Locals’ desperation peaked when some residents gathered and shook pots, trays, and other objects. They shouted, “[We] need supplies” in online videos circulated on the evening of April 18.

Those who could not go outside stayed in the building to bang their stuff and scream aloud.

Not only are the residents’ grievances and frustrations increasingly piling up, but their resistance is also surging.

There are many scenes of collective resistance against the government for not taking the nucleic acid tests.

Some residents claimed that the community would turn into a field hospital if the authorities prolonged the act. They believe the pandemic might not result in death but that people will lose their lives instead.

Online photos show scenes of refusal to take nucleic acid tests by Shanghai residents. Many of them also put the notice on their doors, saying, “Self-test result is negative, refusing to take nucleic acid test.”

A video shows a residential area where very few people come down to the organized nucleic acid testing site to take samples.

Another video shows a government official asking a group of homeowners in a residential area if they want to go downstairs for a nucleic acid test. All of them almost unanimously answered, “don’t want to.”

As for reasons to reject taking the nucleic acid test, some people take the nucleic acid test as torture. Others take the constant sampling of nucleic acids to increase the risk of cross-contamination.

Shanghai citizens wondered if they would have to wait until people died in mass before the authorities would stop the activity.

Unfortunately, the Chinese government might not want to show the video to the world.

According to Reuters, Shanghai residents show their frustrations over a tight lockdown and strict online censorship.

The full-city lockdown began at the start of April. Stress starts to take its toll on longer-confined residents.

A six-minute video entitled “The Voice of April” showed citizens moaning about the scarcity of food and medicine and the city authorities’ heavy-handed approach.

Netizens battled against social media censors overnight to share that epidemic-capturing video. However, by April 23 morning, all direct references related to the video were erased from the Weibo microblogging service, while some comments criticizing the censorship persisted.

One stated that it is hopeless if you don’t even want to listen to just a tiny amount of genuine voices.

Many people were reminded of the social media outrage that occurred two years earlier after Li Wenliang, a doctor penalized by authorities for posting information about a new SARS-like infectious illness in Wuhan in late 2019, died from COVID-19.

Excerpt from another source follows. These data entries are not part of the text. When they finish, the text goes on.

//! Endpoint records and lifecycle
//!
//! One [`EndpointRecord`] per physical endpoint, indexed by
//! `logical number * 2 + direction`. Index 0 and 1 are the two halves of the
//! control endpoint and share the single EP0 TRB; every other endpoint owns a
//! descriptor ring in the [`DmaRegion`](crate::dma::DmaRegion).

use bitflags::bitflags;

use crate::config::timing;
use crate::controller::Dwc3Core;
use crate::dma::{DmaBuffer, Platform};
use crate::dwc3::command::depcfg;
use crate::dwc3::trb::RING_DEPTH;
use crate::dwc3::{CommandParams, DepCmd, EpCommand, EpConfig, RegisterIo, RingCursor};
use crate::dwc3::MAX_PHYSICAL_ENDPOINTS;
use crate::error::{Result, UsbError};
use crate::transfer::{Direction, EndpointType};

/// Physical endpoint index
#[derive(Debug, Clone, Copy, PartialEq, Eq, PartialOrd, Ord)]
#[cfg_attr(feature = "defmt", derive(defmt::Format))]
pub struct PhysicalEndpoint(u8);

impl PhysicalEndpoint {
    /// EP0 OUT
    pub const EP0_OUT: Self = Self(0);
    /// EP0 IN
    pub const EP0_IN: Self = Self(1);

    /// Physical endpoint for a logical number and direction
    pub const fn new(number: u8, direction: Direction) -> Result<Self> {
        let index = (number as usize) * 2 + direction as usize;
        if number > 15 || index >= MAX_PHYSICAL_ENDPOINTS {
            Err(UsbError::InvalidEndpoint)
        } else {
            Ok(Self(index as u8))
        }
    }

    /// Physical endpoint from a raw index
    pub const fn from_index(index: usize) -> Result<Self> {
        if index >= MAX_PHYSICAL_ENDPOINTS {
            Err(UsbError::InvalidEndpoint)
        } else {
            Ok(Self(index as u8))
        }
    }

    /// Index for array access
    #[inline(always)]
    pub const fn index(self) -> usize {
        self.0 as usize
    }

    /// Logical endpoint number
    pub const fn number(self) -> u8 {
        self.0 >> 1
    }

    /// Direction
    pub const fn direction(self) -> Direction {
        if self.0 & 1 == 1 {
            Direction::In
        } else {
            Direction::Out
        }
    }

    /// USB endpoint address (bit 7 set for IN)
    pub const fn address(self) -> u8 {
        match self.direction() {
            Direction::In => self.number() | 0x80,
            Direction::Out => self.number(),
        }
    }

    /// One of the two control endpoint halves
    pub const fn is_control(self) -> bool {
        self.0 < 2
    }
}

bitflags! {
    /// Endpoint software status
    #[derive(Debug, Clone, Copy, Default, PartialEq, Eq)]
    pub struct EndpointStatus: u8 {
        /// Configured and enabled in DALEPENA
        const ENABLED = 1 << 0;
        /// Halted
        const STALL = 1 << 1;
        /// Halt set by the function, survives CLEAR_FEATURE
        const WEDGE = 1 << 2;
        /// A transfer resource is held
        const BUSY = 1 << 4;
        /// Request queued while busy
        const PENDING_REQUEST = 1 << 5;
        /// Isochronous interval missed
        const MISSED_ISOC = 1 << 6;
    }
}

/// Length recorded for one submitted TRB
#[derive(Debug, Clone, Copy, Default, PartialEq, Eq)]
pub(crate) struct SlotRequest {
    /// Bytes described by the TRB (after rounding)
    pub length: u32,
    /// Buffer to reclaim on completion
    pub buffer: Option<DmaBuffer>,
}

/// Per physical endpoint state
#[derive(Debug, Clone, Copy)]
pub struct EndpointRecord {
    pub(crate) phy: PhysicalEndpoint,
    pub(crate) ep_type: EndpointType,
    pub(crate) max_packet: u16,
    pub(crate) interval: u8,
    pub(crate) status: EndpointStatus,
    pub(crate) resource_index: Option<u8>,
    pub(crate) cursor: RingCursor,
    pub(crate) slots: [SlotRequest; RING_DEPTH],
    pub(crate) requested: u32,
    pub(crate) transferred: u32,
}

impl EndpointRecord {
    pub(crate) const fn new(phy: PhysicalEndpoint) -> Self {
        Self {
            phy,
            ep_type: EndpointType::Control,
            max_packet: 0,
            interval: 0,
            status: EndpointStatus::empty(),
            resource_index: None,
            cursor: RingCursor::new(),
            slots: [SlotRequest { length: 0, buffer: None }; RING_DEPTH],
            requested: 0,
            transferred: 0,
        }
    }

    /// Physical endpoint
    pub fn phy(&self) -> PhysicalEndpoint {
        self.phy
    }

    /// Transfer type
    pub fn ep_type(&self) -> EndpointType {
        self.ep_type
    }

    /// Max packet size
    pub fn max_packet(&self) -> u16 {
        self.max_packet
    }

    /// Status flags
    pub fn status(&self) -> EndpointStatus {
        self.status
    }

    /// Enabled
    pub fn is_enabled(&self) -> bool {
        self.status.contains(EndpointStatus::ENABLED)
    }

    /// Transfer in flight
    pub fn is_busy(&self) -> bool {
        self.status.contains(EndpointStatus::BUSY)
    }

    /// Halted
    pub fn is_stalled(&self) -> bool {
        self.status.contains(EndpointStatus::STALL)
    }

    /// Transfer resource index, present only while busy
    pub fn resource_index(&self) -> Option<u8> {
        self.resource_index
    }

    /// Ring cursors
    pub fn cursor(&self) -> RingCursor {
        self.cursor
    }

    /// Bytes requested by the most recent submission (after rounding)
    pub fn requested(&self) -> u32 {
        self.requested
    }

    /// Bytes moved by the most recent completion
    pub fn transferred(&self) -> u32 {
        self.transferred
    }

    /// Forget everything but identity, type and size
    pub(crate) fn reset_transfer_state(&mut self) {
        self.status = EndpointStatus::empty();
        self.resource_index = None;
        self.cursor.reset();
        self.slots = [SlotRequest::default(); RING_DEPTH];
        self.requested = 0;
        self.transferred = 0;
    }

    /// Busy flag and resource index after a successful start transfer
    pub(crate) fn mark_started(&mut self, resource_index: u8) {
        self.status.insert(EndpointStatus::BUSY);
        self.resource_index = Some(resource_index);
    }

    /// Clear busy flag and resource index
    pub(crate) fn mark_idle(&mut self) {
        self.status.remove(EndpointStatus::BUSY);
        self.resource_index = None;
    }
}

impl<'a, R: RegisterIo, P: Platform> Dwc3Core<'a, R, P> {
    /// Endpoint record
    pub fn endpoint(&self, phy: PhysicalEndpoint) -> &EndpointRecord {
        &self.endpoints[phy.index()]
    }

    /// Create an endpoint of any transfer type
    ///
    /// Isochronous endpoints are not supported.
    pub fn endpoint_create(
        &mut self,
        ep_type: EndpointType,
        number: u8,
        direction: Direction,
        max_packet: u16,
        interval: u8,
    ) -> Result<()> {
        match ep_type {
            EndpointType::Control | EndpointType::Bulk | EndpointType::Interrupt => {
                self.endpoint_enable(number, direction, ep_type, max_packet, interval)
            }
            EndpointType::Isochronous => Err(UsbError::Unsupported),
        }
    }

    /// Configure and enable an endpoint
    ///
    /// The first enable of a physical endpoint issues start-config (once per
    /// group), set-endpoint-config, set-transfer-resource and sets the
    /// DALEPENA bit. Re-enabling only re-issues set-endpoint-config. The first
    /// failing command is returned; commands already issued are not undone.
    pub fn endpoint_enable(
        &mut self,
        number: u8,
        direction: Direction,
        ep_type: EndpointType,
        max_packet: u16,
        interval: u8,
    ) -> Result<()> {
        let phy = PhysicalEndpoint::new(number, direction)?;
        if phy.index() >= self.num_endpoints {
            return Err(UsbError::InvalidEndpoint);
        }
        if max_packet == 0 {
            return Err(UsbError::InvalidParameter);
        }
        if phy.is_control() != matches!(ep_type, EndpointType::Control) {
            return Err(UsbError::InvalidParameter);
        }

        let index = phy.index();
        let first_enable = !self.endpoints[index].is_enabled();
        {
            let record = &mut self.endpoints[index];
            record.ep_type = ep_type;
            record.max_packet = max_packet;
            record.interval = interval;
        }

        if first_enable {
            self.start_endpoint_config(phy)?;
        }

        let config = EpConfig {
            phy: phy.0,
            ep_type,
            max_packet,
            interval,
        };
        self.send_ep_command(index, DepCmd::new(EpCommand::SetEndpointConfig), config.to_params())?;

        if first_enable {
            self.send_ep_command(
                index,
                DepCmd::new(EpCommand::SetTransferResource),
                CommandParams::new(depcfg::NUM_XFER_RES_1, 0),
            )?;

            self.endpoints[index].status.insert(EndpointStatus::ENABLED);
            self.regs.set_endpoint_enabled(index, true);

            if !phy.is_control() {
                self.dma.ring(index).reset(&mut self.platform);
                let record = &mut self.endpoints[index];
                record.cursor.reset();
                record.slots = [SlotRequest::default(); RING_DEPTH];
            }
        }

        #[cfg(feature = "defmt")]
        defmt::debug!("ep{} enabled: type {}, mps {}", index, ep_type, max_packet);
        Ok(())
    }

    /// Issue start-config for the group `phy` belongs to
    ///
    /// EP0 OUT starts the control group exactly once for the lifetime of the
    /// controller; EP0 IN never issues it. Any other endpoint starts the
    /// non-control group (transfer resource base 2) once per connection.
    pub(crate) fn start_endpoint_config(&mut self, phy: PhysicalEndpoint) -> Result<()> {
        match phy.index() {
            1 => Ok(()),
            0 => {
                if self.control_config_done {
                    return Ok(());
                }
                self.send_ep_command(0, DepCmd::new(EpCommand::StartConfig), CommandParams::none())?;
                self.control_config_done = true;
                Ok(())
            }
            _ => {
                if self.config_done {
                    return Ok(());
                }
                self.send_ep_command(
                    0,
                    DepCmd::new(EpCommand::StartConfig).with_param(2),
                    CommandParams::none(),
                )?;
                self.config_done = true;
                Ok(())
            }
        }
    }

    /// Disable an endpoint
    ///
    /// In-flight descriptors are left alone; stop transfers first.
    pub fn endpoint_disable(&mut self, number: u8, direction: Direction) -> Result<()> {
        let phy = PhysicalEndpoint::new(number, direction)?;
        self.regs.set_endpoint_enabled(phy.index(), false);
        self.endpoints[phy.index()].status.remove(EndpointStatus::ENABLED);
        Ok(())
    }

    /// Halt an endpoint
    pub fn endpoint_stall(&mut self, number: u8, direction: Direction) -> Result<()> {
        let phy = PhysicalEndpoint::new(number, direction)?;
        self.send_ep_command(phy.index(), DepCmd::new(EpCommand::SetStall), CommandParams::none())?;
        self.endpoints[phy.index()].status.insert(EndpointStatus::STALL);
        Ok(())
    }

    /// Clear an endpoint halt
    pub fn endpoint_clear_stall(&mut self, number: u8, direction: Direction) -> Result<()> {
        let phy = PhysicalEndpoint::new(number, direction)?;
        self.send_ep_command(phy.index(), DepCmd::new(EpCommand::ClearStall), CommandParams::none())?;
        self.endpoints[phy.index()]
            .status
            .remove(EndpointStatus::STALL | EndpointStatus::WEDGE);
        Ok(())
    }

    /// Halt an endpoint and mark it wedged
    ///
    /// The flag only records the request; the next clear-stall removes it
    /// together with the halt.
    pub fn endpoint_wedge(&mut self, number: u8, direction: Direction) -> Result<()> {
        let phy = PhysicalEndpoint::new(number, direction)?;
        self.send_ep_command(phy.index(), DepCmd::new(EpCommand::SetStall), CommandParams::none())?;
        self.endpoints[phy.index()]
            .status
            .insert(EndpointStatus::STALL | EndpointStatus::WEDGE);
        Ok(())
    }

    /// End the transfer in flight on an endpoint
    ///
    /// With `force` the controller drops the transfer resource immediately.
    /// Every outstanding ring descriptor is taken back from hardware.
    pub fn stop_transfer(&mut self, number: u8, direction: Direction, force: bool) -> Result<()> {
        let phy = PhysicalEndpoint::new(number, direction)?;
        let index = phy.index();
        let resource = self.endpoints[index]
            .resource_index
            .ok_or(UsbError::ResourceIndexInvalid)?;

        let mut cmd = DepCmd::new(EpCommand::EndTransfer)
            .with_param(u16::from(resource))
            .with_ioc();
        if force {
            cmd = cmd.with_force_rm();
        }
        self.send_ep_command(index, cmd, CommandParams::none())?;
        self.platform.delay_us(timing::END_TRANSFER_SETTLE_US);

        self.endpoints[index].mark_idle();
        if !phy.is_control() {
            let ring = self.dma.ring(index);
            while let Some(slot) = self.endpoints[index].cursor.pop() {
                ring.slot(slot).release(&mut self.platform);
            }
        }
        Ok(())
    }

    /// Clear every stalled, enabled endpoint except EP0 OUT
    pub(crate) fn clear_all_stalls(&mut self) {
        for index in 1..self.num_endpoints {
            let status = self.endpoints[index].status;
            if !status.contains(EndpointStatus::ENABLED | EndpointStatus::STALL) {
                continue;
            }
            self.endpoints[index].status.remove(EndpointStatus::STALL);
            if let Err(_err) =
                self.send_ep_command(index, DepCmd::new(EpCommand::ClearStall), CommandParams::none())
            {
                #[cfg(feature = "defmt")]
                defmt::warn!("ep{} clear stall failed: {}", index, _err);
            }
        }
    }

    /// Drop software transfer state of every endpoint after a bus reset
    ///
    /// The control endpoints stay enabled; the controller keeps them
    /// configured across a reset.
    pub(crate) fn reset_endpoints(&mut self) {
        for record in self.endpoints.iter_mut() {
            let keep_enabled = record.phy.is_control() && record.is_enabled();
            record.reset_transfer_state();
            if keep_enabled {
                record.status.insert(EndpointStatus::ENABLED);
            }
        }
    }
}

Another Weibo user wrote that Dr. Li, after two years, nothing had changed. He added that people still can’t open their mouths and still can’t speak.

Despite citizens’ mounting anger and frustrations, local officials insist that no easing will occur until all new cases outside the quarantine zones have been eliminated.

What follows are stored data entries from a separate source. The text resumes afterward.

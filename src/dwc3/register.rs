//! Register access for the DWC3 register block
//!
//! [`RegisterIo`] is the only primitive: a 32-bit read or write at a byte
//! offset. [`Mmio`] implements it against real silicon with the memory
//! barriers a weakly-ordered Cortex-M bus needs; tests implement it with a
//! fake. [`Registers`] layers typed accessors for each register group on top.

use core::ptr::{read_volatile, write_volatile};
use core::task::Poll;

use super::{
    offset, Dcfg, Dctl, Devten, Dsts, EventSize, Gctl, Gfladj, Gsbuscfg0, PhyCfg,
    EVENT_COUNT_MASK,
};
use super::command::{CommandParams, DepCmd};
use crate::error::{Result, UsbError};

/// 32-bit register access by byte offset
pub trait RegisterIo {
    /// Read the register at `offset`
    fn read(&self, offset: usize) -> u32;

    /// Write the register at `offset`
    fn write(&mut self, offset: usize, value: u32);

    /// Read-modify-write
    #[inline(always)]
    fn modify<F>(&mut self, offset: usize, f: F)
    where
        F: FnOnce(u32) -> u32,
    {
        let value = self.read(offset);
        self.write(offset, f(value));
    }

    /// Set bits
    #[inline(always)]
    fn set_bits(&mut self, offset: usize, mask: u32) {
        self.modify(offset, |v| v | mask);
    }

    /// Clear bits
    #[inline(always)]
    fn clear_bits(&mut self, offset: usize, mask: u32) {
        self.modify(offset, |v| v & !mask);
    }
}

#[inline(always)]
fn barrier() {
    #[cfg(target_arch = "arm")]
    cortex_m::asm::dmb();
    #[cfg(not(target_arch = "arm"))]
    core::sync::atomic::fence(core::sync::atomic::Ordering::SeqCst);
}

#[inline(always)]
fn write_barrier() {
    #[cfg(target_arch = "arm")]
    cortex_m::asm::dsb();
    #[cfg(not(target_arch = "arm"))]
    core::sync::atomic::fence(core::sync::atomic::Ordering::SeqCst);
}

/// Memory-mapped register block
pub struct Mmio {
    base: usize,
}

impl Mmio {
    /// Bind to the register block at `base`
    ///
    /// # Safety
    ///
    /// `base` must be the address of a DWC3 register block and the caller
    /// must guarantee exclusive access to it for the lifetime of this value.
    pub const unsafe fn new(base: usize) -> Self {
        Self { base }
    }

    /// Base address
    pub const fn base(&self) -> usize {
        self.base
    }
}

impl RegisterIo for Mmio {
    #[inline(always)]
    fn read(&self, offset: usize) -> u32 {
        barrier();
        // SAFETY: base validity and exclusivity guaranteed by `Mmio::new`
        let value = unsafe { read_volatile((self.base + offset) as *const u32) };
        barrier();
        value
    }

    #[inline(always)]
    fn write(&mut self, offset: usize, value: u32) {
        barrier();
        // SAFETY: base validity and exclusivity guaranteed by `Mmio::new`
        unsafe { write_volatile((self.base + offset) as *mut u32, value) };
        write_barrier();
    }
}

/// Poll `probe` up to `max_attempts` times
///
/// `Poll::Ready` ends the loop with the probe's own result (success or a
/// hardware-reported error); running out of attempts yields `on_timeout`.
pub fn poll_until<T, F>(max_attempts: u32, on_timeout: UsbError, mut probe: F) -> Result<T>
where
    F: FnMut() -> Poll<Result<T>>,
{
    for _ in 0..max_attempts {
        if let Poll::Ready(result) = probe() {
            return result;
        }
    }
    Err(on_timeout)
}

/// Typed view of the DWC3 register block
pub struct Registers<R> {
    io: R,
}

impl<R: RegisterIo> Registers<R> {
    /// Wrap a raw register block
    pub const fn new(io: R) -> Self {
        Self { io }
    }

    /// Raw access
    pub fn io(&self) -> &R {
        &self.io
    }

    /// Raw mutable access
    pub fn io_mut(&mut self) -> &mut R {
        &mut self.io
    }

    /// Core identification (GSNPSID)
    pub fn snpsid(&self) -> u32 {
        self.io.read(offset::GSNPSID)
    }

    /// Hardware parameter word `n` (GHWPARAMS0..=8)
    pub fn hwparams(&self, n: usize) -> u32 {
        self.io.read(offset::ghwparams(n))
    }

    /// Global core control
    pub fn gctl(&self) -> Gctl {
        Gctl::from_bits_retain(self.io.read(offset::GCTL))
    }

    /// Update global core control
    pub fn modify_gctl(&mut self, f: impl FnOnce(Gctl) -> Gctl) {
        self.io
            .modify(offset::GCTL, |v| f(Gctl::from_bits_retain(v)).bits());
    }

    /// Update SoC bus configuration 0
    pub fn modify_sbuscfg0(&mut self, f: impl FnOnce(Gsbuscfg0) -> Gsbuscfg0) {
        self.io
            .modify(offset::GSBUSCFG0, |v| f(Gsbuscfg0::from_bits_retain(v)).bits());
    }

    /// USB2 PHY configuration
    pub fn phy_cfg(&self) -> PhyCfg {
        PhyCfg::from_bits_retain(self.io.read(offset::GUSB2PHYCFG0))
    }

    /// Write USB2 PHY configuration
    pub fn set_phy_cfg(&mut self, cfg: PhyCfg) {
        self.io.write(offset::GUSB2PHYCFG0, cfg.bits());
    }

    /// Update USB2 PHY configuration
    pub fn modify_phy_cfg(&mut self, f: impl FnOnce(PhyCfg) -> PhyCfg) {
        let cfg = f(self.phy_cfg());
        self.set_phy_cfg(cfg);
    }

    /// Frame length adjustment
    pub fn fladj(&self) -> Gfladj {
        Gfladj::from_bits_retain(self.io.read(offset::GFLADJ))
    }

    /// Write frame length adjustment
    pub fn set_fladj(&mut self, value: Gfladj) {
        self.io.write(offset::GFLADJ, value.bits());
    }

    /// Device configuration
    pub fn dcfg(&self) -> Dcfg {
        Dcfg::from_bits_retain(self.io.read(offset::DCFG))
    }

    /// Update device configuration
    pub fn modify_dcfg(&mut self, f: impl FnOnce(Dcfg) -> Dcfg) {
        self.io
            .modify(offset::DCFG, |v| f(Dcfg::from_bits_retain(v)).bits());
    }

    /// Device control
    pub fn dctl(&self) -> Dctl {
        Dctl::from_bits_retain(self.io.read(offset::DCTL))
    }

    /// Update device control
    pub fn modify_dctl(&mut self, f: impl FnOnce(Dctl) -> Dctl) {
        self.io
            .modify(offset::DCTL, |v| f(Dctl::from_bits_retain(v)).bits());
    }

    /// Device status
    pub fn dsts(&self) -> Dsts {
        Dsts::from_bits_retain(self.io.read(offset::DSTS))
    }

    /// Enable device events
    pub fn set_devten(&mut self, events: Devten) {
        self.io.write(offset::DEVTEN, events.bits());
    }

    /// Physical endpoint enable bitmask
    pub fn enabled_endpoints(&self) -> u32 {
        self.io.read(offset::DALEPENA)
    }

    /// Set or clear one bit of the endpoint enable bitmask
    pub fn set_endpoint_enabled(&mut self, phy: usize, enabled: bool) {
        let mask = 1u32 << phy;
        if enabled {
            self.io.set_bits(offset::DALEPENA, mask);
        } else {
            self.io.clear_bits(offset::DALEPENA, mask);
        }
    }

    /// Program the event buffer address and size, zero the count
    pub fn set_event_buffer(&mut self, global_addr: u32, size: EventSize) {
        self.io.write(offset::GEVNTADRLO0, global_addr);
        self.io.write(offset::GEVNTADRHI0, 0);
        self.io.write(offset::GEVNTSIZ0, size.bits());
        self.io.write(offset::GEVNTCOUNT0, 0);
    }

    /// Event buffer size register
    pub fn event_size(&self) -> EventSize {
        EventSize::from_bits_retain(self.io.read(offset::GEVNTSIZ0))
    }

    /// Mask or unmask the event interrupt
    pub fn mask_event_interrupt(&mut self, masked: bool) {
        if masked {
            self.io.set_bits(offset::GEVNTSIZ0, EventSize::INTMASK.bits());
        } else {
            self.io.clear_bits(offset::GEVNTSIZ0, EventSize::INTMASK.bits());
        }
    }

    /// Bytes of unprocessed events
    pub fn event_count(&self) -> u32 {
        self.io.read(offset::GEVNTCOUNT0) & EVENT_COUNT_MASK
    }

    /// Tell the controller `bytes` of events were consumed
    pub fn ack_events(&mut self, bytes: u32) {
        self.io.write(offset::GEVNTCOUNT0, bytes);
    }

    /// Load the parameter registers of an endpoint command group
    pub fn write_ep_params(&mut self, phy: usize, params: CommandParams) {
        self.io.write(offset::depcmdpar2(phy), params.param2);
        self.io.write(offset::depcmdpar1(phy), params.param1);
        self.io.write(offset::depcmdpar0(phy), params.param0);
    }

    /// Write an endpoint command register
    pub fn write_ep_cmd(&mut self, phy: usize, cmd: DepCmd) {
        self.io.write(offset::depcmd(phy), cmd.bits());
    }

    /// Read back an endpoint command register
    pub fn ep_cmd(&self, phy: usize) -> DepCmd {
        DepCmd::from_bits(self.io.read(offset::depcmd(phy)))
    }

    /// Write the generic command parameter and command registers
    pub fn write_generic_cmd(&mut self, param: u32, cmd: u32) {
        self.io.write(offset::DGCMDPAR, param);
        self.io.write(offset::DGCMD, cmd);
    }

    /// Read back the generic command register
    pub fn generic_cmd(&self) -> u32 {
        self.io.read(offset::DGCMD)
    }
}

According to Weibo Channel, Shanghai Mayor Gong Zheng said that the more critical the period becomes, the more the city needs to grit its teeth and focus on its strength.

As China’s “zero COVID” policy continues, the severe city lockdown in Shanghai is spreading to other regions.

Some videos went viral on Twitter, exposing the situation in Suzhou, particularly people’s reactions expressing displeasure.

Suzhou, often called the “Venice of China,” is 100 km west of Shanghai.

The user @iPaulCanada posted a video on Twitter on April 22. He said the people in the clip were in Kunshan Zhonghua Park, Suzhou. Most of them are migrant workers.

According to the post, they have been stuck there for more than a month because of the new epidemic and are not allowed to go out. There is no food available and, also, no food is provided. If the situation continues, they will starve to death.

Another video posted on April 23 shows the crowd rioting in Kunshan, Suzhou. Military police rushed to suppress the protesters.

Some netizens commented, “Those who don’t want to be slaves, stand up!” This is also the first line of the Chinese National Anthem.

According to the most recent report from Suzhou’s Epidemic Prevention and Control issued on April 24, the situation of prevention and control in Suzhou is relatively complicated, and the risk of social transmission still exists.